[Records contained in a dataset]

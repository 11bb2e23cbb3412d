//! Simulated register file, for running the drivers on the host.
//!
//! Registers are plain memory, plus just enough behaviour for every readiness flag the drivers
//! poll on to eventually assert: oscillator/PLL lock, clock switch status, the timer counter and
//! update flag, USART transmit-complete/receive-not-empty, and ADC end-of-conversion.
//! Conversions complete as soon as they are started unless [`Sim::set_conversion_polls`] says
//! otherwise.

use crate::device::{adc1, gpioa, rcc, tim6, usart2};
use crate::num::Truncate;
use crate::regs::{Bus, Register, Word};
use std::cell::RefCell;
use std::collections::{BTreeMap, VecDeque};

#[derive(Default)]
struct State {
    regs: BTreeMap<Register, Word>,
    reads: BTreeMap<Register, usize>,
    writes: Vec<(Register, Word)>,
    ticks_per_read: u32,
    analog: BTreeMap<u8, u16>,
    conversion_polls: u32,
    /// Sample in flight, and the number of status reads left until it lands
    converting: Option<(u16, u32)>,
    tx: Vec<u8>,
    rx: VecDeque<u8>,
}

pub struct Sim {
    state: RefCell<State>,
}

impl Default for Sim {
    fn default() -> Self {
        Self::new()
    }
}

impl Sim {
    pub fn new() -> Self {
        let mut regs = BTreeMap::new();
        // HSION | HSIRDY | HSITRIM=16
        regs.insert(rcc::CR, Word(0x0000_0083));
        // PLLQ=4, PLLN=192, PLLM=16
        regs.insert(rcc::PLLCFGR, Word(0x2400_3010));
        // PA13..PA15 in alternate mode (debug port)
        regs.insert(gpioa::MODER, Word(0xa800_0000));
        Self {
            state: RefCell::new(State {
                regs,
                ticks_per_read: 1,
                ..State::default()
            }),
        }
    }

    /// How far the timer counter advances each time it is read.
    pub fn set_ticks_per_read(&self, ticks: u32) {
        self.state.borrow_mut().ticks_per_read = ticks;
    }

    /// Value produced by a conversion on `channel`.
    pub fn set_analog(&self, channel: u8, sample: u16) {
        self.state.borrow_mut().analog.insert(channel, sample);
    }

    /// Make each ADC conversion complete on the `polls`-th read of the status register after it
    /// is started, instead of immediately.
    pub fn set_conversion_polls(&self, polls: u32) {
        self.state.borrow_mut().conversion_polls = polls;
    }

    /// Bytes that will arrive on the serial receive line.
    pub fn queue_rx(&self, bytes: &[u8]) {
        let mut state = self.state.borrow_mut();
        state.rx.extend(bytes);
        let sr = state.get(usart2::SR).set(usart2::sr::RXNE);
        state.regs.insert(usart2::SR, sr);
    }

    /// Bytes transmitted so far, draining them.
    pub fn take_tx(&self) -> Vec<u8> {
        std::mem::take(&mut self.state.borrow_mut().tx)
    }

    /// Register contents, without triggering any read side effects.
    pub fn peek(&self, reg: Register) -> Word {
        self.state.borrow().get(reg)
    }

    /// Force register contents, without triggering any write side effects.
    pub fn poke(&self, reg: Register, value: Word) {
        self.state.borrow_mut().regs.insert(reg, value);
    }

    pub fn writes(&self) -> Vec<(Register, Word)> {
        self.state.borrow().writes.clone()
    }

    pub fn clear_writes(&self) {
        self.state.borrow_mut().writes.clear();
    }

    pub fn reads_of(&self, reg: Register) -> usize {
        self.state.borrow().reads.get(&reg).copied().unwrap_or(0)
    }

    /// Index (in the write log) of the first write to `reg` satisfying `pred`.
    pub fn first_write(&self, reg: Register, pred: impl Fn(Word) -> bool) -> Option<usize> {
        self.state
            .borrow()
            .writes
            .iter()
            .position(|&(r, w)| r == reg && pred(w))
    }
}

impl State {
    fn get(&self, reg: Register) -> Word {
        self.regs.get(&reg).copied().unwrap_or_default()
    }

    fn update(&mut self, reg: Register, f: impl FnOnce(Word) -> Word) {
        let value = f(self.get(reg));
        self.regs.insert(reg, value);
    }

    fn finish_conversion(&mut self, sample: u16) {
        self.regs.insert(adc1::DR, Word(sample.into()));
        self.update(adc1::SR, |w| w.set(adc1::sr::EOC));
    }
}

impl Bus for Sim {
    fn read(&self, reg: Register) -> Word {
        let mut state = self.state.borrow_mut();
        *state.reads.entry(reg).or_default() += 1;

        let value = state.get(reg);

        match reg {
            tim6::CNT if state.get(tim6::CR1).is_set(tim6::cr1::CEN) => {
                let next = value.get(tim6::cnt::CNT) + state.ticks_per_read;
                let arr = state.get(tim6::ARR).get(tim6::arr::ARR);
                let wrapped = if next > arr { next - arr - 1 } else { next };
                if next > arr {
                    state.update(tim6::SR, |w| w.set(tim6::sr::UIF));
                }
                state.regs.insert(tim6::CNT, Word(wrapped));
            }
            usart2::DR => {
                let byte = state.rx.pop_front();
                if let Some(byte) = byte {
                    state.regs.insert(usart2::DR, Word(byte.into()));
                }
                let more = !state.rx.is_empty();
                state.update(usart2::SR, |w| {
                    if more {
                        w.set(usart2::sr::RXNE)
                    } else {
                        w.clear(usart2::sr::RXNE)
                    }
                });
                return Word(byte.map_or(value.bits(), u32::from));
            }
            adc1::SR => {
                let converting = state.converting;
                if let Some((sample, polls)) = converting {
                    if polls <= 1 {
                        state.converting = None;
                        state.finish_conversion(sample);
                        return state.get(adc1::SR);
                    }
                    state.converting = Some((sample, polls - 1));
                }
            }
            adc1::DR => {
                state.update(adc1::SR, |w| w.clear(adc1::sr::EOC));
            }
            _ => {}
        }

        value
    }

    fn write(&self, reg: Register, value: Word) {
        let mut state = self.state.borrow_mut();
        state.writes.push((reg, value));
        let old = state.get(reg);
        state.regs.insert(reg, value);

        match reg {
            rcc::CR => {
                let hse = value.is_set(rcc::cr::HSEON);
                let pll = value.is_set(rcc::cr::PLLON);
                state.update(rcc::CR, |w| {
                    let w = if hse {
                        w.set(rcc::cr::HSERDY)
                    } else {
                        w.clear(rcc::cr::HSERDY)
                    };
                    if pll {
                        w.set(rcc::cr::PLLRDY)
                    } else {
                        w.clear(rcc::cr::PLLRDY)
                    }
                });
            }
            rcc::CFGR => {
                let sw = value.get(rcc::cfgr::SW);
                state.update(rcc::CFGR, |w| w.with(rcc::cfgr::SWS, sw));
            }
            tim6::CR1 => {
                if value.is_set(tim6::cr1::CEN) && !old.is_set(tim6::cr1::CEN) {
                    // the first overflow (which loads PSC) happens at the unprescaled rate; treat it as immediate
                    state.update(tim6::SR, |w| w.set(tim6::sr::UIF));
                }
            }
            usart2::DR => {
                let cr1 = state.get(usart2::CR1);
                if cr1.is_set(usart2::cr1::UE) && cr1.is_set(usart2::cr1::TE) {
                    let byte: u8 = value.get(usart2::dr::DR).truncate();
                    state.tx.push(byte);
                    state.update(usart2::SR, |w| w.set(usart2::sr::TC));
                } else {
                    state.update(usart2::SR, |w| w.clear(usart2::sr::TC));
                }
            }
            adc1::CR2 => {
                if value.is_set(adc1::cr2::SWSTART) && value.is_set(adc1::cr2::ADON) {
                    let channel: u8 = state.get(adc1::SQR3).get(adc1::sqr3::SQ1).truncate();
                    let sample = state.analog.get(&channel).copied().unwrap_or(0);
                    match state.conversion_polls {
                        0 => state.finish_conversion(sample),
                        polls => state.converting = Some((sample, polls)),
                    }
                }
                // SWSTART is cleared by hardware
                state.update(adc1::CR2, |w| w.clear(adc1::cr2::SWSTART));
            }
            _ => {}
        }
    }
}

What is needed →
Provide a verbatim reproduction of all the records.

Response area →
repository 11bb2e23cbb3412d
//! Simulated register file, for running the drivers on the host.
//!
//! Registers are plain memory, plus just enough behaviour for every readiness flag the drivers
//! poll on to eventually assert: oscillator/PLL lock, clock switch status, the timer counter and
//! update flag, USART transmit-complete/receive-not-empty, and ADC end-of-conversion.
//! Conversions complete as soon as they are started unless [`Sim::set_conversion_polls`] says
//! otherwise.

use crate::device::{adc1, gpioa, rcc, tim6, usart2};
use crate::num::Truncate;
use crate::regs::{Bus, Register, Word};
use std::cell::RefCell;
use std::collections::{BTreeMap, VecDeque};

#[derive(Default)]
struct State {
    regs: BTreeMap<Register, Word>,
    reads: BTreeMap<Register, usize>,
    writes: Vec<(Register, Word)>,
    ticks_per_read: u32,
    analog: BTreeMap<u8, u16>,
    conversion_polls: u32,
    /// Sample in flight, and the number of status reads left until it lands
    converting: Option<(u16, u32)>,
    tx: Vec<u8>,
    rx: VecDeque<u8>,
}

pub struct Sim {
    state: RefCell<State>,
}

impl Default for Sim {
    fn default() -> Self {
        Self::new()
    }
}

impl Sim {
    pub fn new() -> Self {
        let mut regs = BTreeMap::new();
        // HSION | HSIRDY | HSITRIM=16
        regs.insert(rcc::CR, Word(0x0000_0083));
        // PLLQ=4, PLLN=192, PLLM=16
        regs.insert(rcc::PLLCFGR, Word(0x2400_3010));
        // PA13..PA15 in alternate mode (debug port)
        regs.insert(gpioa::MODER, Word(0xa800_0000));
        Self {
            state: RefCell::new(State {
                regs,
                ticks_per_read: 1,
                ..State::default()
            }),
        }
    }

    /// How far the timer counter advances each time it is read.
    pub fn set_ticks_per_read(&self, ticks: u32) {
        self.state.borrow_mut().ticks_per_read = ticks;
    }

    /// Value produced by a conversion on `channel`.
    pub fn set_analog(&self, channel: u8, sample: u16) {
        self.state.borrow_mut().analog.insert(channel, sample);
    }

    /// Make each ADC conversion complete on the `polls`-th read of the status register after it
    /// is started, instead of immediately.
    pub fn set_conversion_polls(&self, polls: u32) {
        self.state.borrow_mut().conversion_polls = polls;
    }

    /// Bytes that will arrive on the serial receive line.
    pub fn queue_rx(&self, bytes: &[u8]) {
        let mut state = self.state.borrow_mut();
        state.rx.extend(bytes);
        let sr = state.get(usart2::SR).set(usart2::sr::RXNE);
        state.regs.insert(usart2::SR, sr);
    }

    /// Bytes transmitted so far, draining them.
    pub fn take_tx(&self) -> Vec<u8> {
        std::mem::take(&mut self.state.borrow_mut().tx)
    }

    /// Register contents, without triggering any read side effects.
    pub fn peek(&self, reg: Register) -> Word {
        self.state.borrow().get(reg)
    }

    /// Force register contents, without triggering any write side effects.
    pub fn poke(&self, reg: Register, value: Word) {
        self.state.borrow_mut().regs.insert(reg, value);
    }

    pub fn writes(&self) -> Vec<(Register, Word)> {
        self.state.borrow().writes.clone()
    }

    pub fn clear_writes(&self) {
        self.state.borrow_mut().writes.clear();
    }

    pub fn reads_of(&self, reg: Register) -> usize {
        self.state.borrow().reads.get(&reg).copied().unwrap_or(0)
    }

    /// Index (in the write log) of the first write to `reg` satisfying `pred`.
    pub fn first_write(&self, reg: Register, pred: impl Fn(Word) -> bool) -> Option<usize> {
        self.state
            .borrow()
            .writes
            .iter()
            .position(|&(r, w)| r == reg && pred(w))
    }
}

impl State {
    fn get(&self, reg: Register) -> Word {
        self.regs.get(&reg).copied().unwrap_or_default()
    }

    fn update(&mut self, reg: Register, f: impl FnOnce(Word) -> Word) {
        let value = f(self.get(reg));
        self.regs.insert(reg, value);
    }

    fn finish_conversion(&mut self, sample: u16) {
        self.regs.insert(adc1::DR, Word(sample.into()));
        self.update(adc1::SR, |w| w.set(adc1::sr::EOC));
    }
}

impl Bus for Sim {
    fn read(&self, reg: Register) -> Word {
        let mut state = self.state.borrow_mut();
        *state.reads.entry(reg).or_default() += 1;

        let value = state.get(reg);

        match reg {
            tim6::CNT if state.get(tim6::CR1).is_set(tim6::cr1::CEN) => {
                let next = value.get(tim6::cnt::CNT) + state.ticks_per_read;
                let arr = state.get(tim6::ARR).get(tim6::arr::ARR);
                let wrapped = if next > arr { next - arr - 1 } else { next };
                if next > arr {
                    state.update(tim6::SR, |w| w.set(tim6::sr::UIF));
                }
                state.regs.insert(tim6::CNT, Word(wrapped));
            }
            usart2::DR => {
                let byte = state.rx.pop_front();
                if let Some(byte) = byte {
                    state.regs.insert(usart2::DR, Word(byte.into()));
                }
                let more = !state.rx.is_empty();
                state.update(usart2::SR, |w| {
                    if more {
                        w.set(usart2::sr::RXNE)
                    } else {
                        w.clear(usart2::sr::RXNE)
                    }
                });
                return Word(byte.map_or(value.bits(), u32::from));
            }
            adc1::SR => {
                let converting = state.converting;
                if let Some((sample, polls)) = converting {
                    if polls <= 1 {
                        state.converting = None;
                        state.finish_conversion(sample);
                        return state.get(adc1::SR);
                    }
                    state.converting = Some((sample, polls - 1));
                }
            }
            adc1::DR => {
                state.update(adc1::SR, |w| w.clear(adc1::sr::EOC));
            }
            _ => {}
        }

        value
    }

    fn write(&self, reg: Register, value: Word) {
        let mut state = self.state.borrow_mut();
        state.writes.push((reg, value));
        let old = state.get(reg);
        state.regs.insert(reg, value);

        match reg {
            rcc::CR => {
                let hse = value.is_set(rcc::cr::HSEON);
                let pll = value.is_set(rcc::cr::PLLON);
                state.update(rcc::CR, |w| {
                    let w = if hse {
                        w.set(rcc::cr::HSERDY)
                    } else {
                        w.clear(rcc::cr::HSERDY)
                    };
                    if pll {
                        w.set(rcc::cr::PLLRDY)
                    } else {
                        w.clear(rcc::cr::PLLRDY)
                    }
                });
            }
            rcc::CFGR => {
                let sw = value.get(rcc::cfgr::SW);
                state.update(rcc::CFGR, |w| w.with(rcc::cfgr::SWS, sw));
            }
            tim6::CR1 => {
                if value.is_set(tim6::cr1::CEN) && !old.is_set(tim6::cr1::CEN) {
                    // the first overflow (which loads PSC) happens at the unprescaled rate; treat it as immediate
                    state.update(tim6::SR, |w| w.set(tim6::sr::UIF));
                }
            }
            usart2::DR => {
                let cr1 = state.get(usart2::CR1);
                if cr1.is_set(usart2::cr1::UE) && cr1.is_set(usart2::cr1::TE) {
                    let byte: u8 = value.get(usart2::dr::DR).truncate();
                    state.tx.push(byte);
                    state.update(usart2::SR, |w| w.set(usart2::sr::TC));
                } else {
                    state.update(usart2::SR, |w| w.clear(usart2::sr::TC));
                }
            }
            adc1::CR2 => {
                if value.is_set(adc1::cr2::SWSTART) && value.is_set(adc1::cr2::ADON) {
                    let channel: u8 = state.get(adc1::SQR3).get(adc1::sqr3::SQ1).truncate();
                    let sample = state.analog.get(&channel).copied().unwrap_or(0);
                    match state.conversion_polls {
                        0 => state.finish_conversion(sample),
                        polls => state.converting = Some((sample, polls)),
                    }
                }
                // SWSTART is cleared by hardware
                state.update(adc1::CR2, |w| w.clear(adc1::cr2::SWSTART));
            }
            _ => {}
        }
    }
}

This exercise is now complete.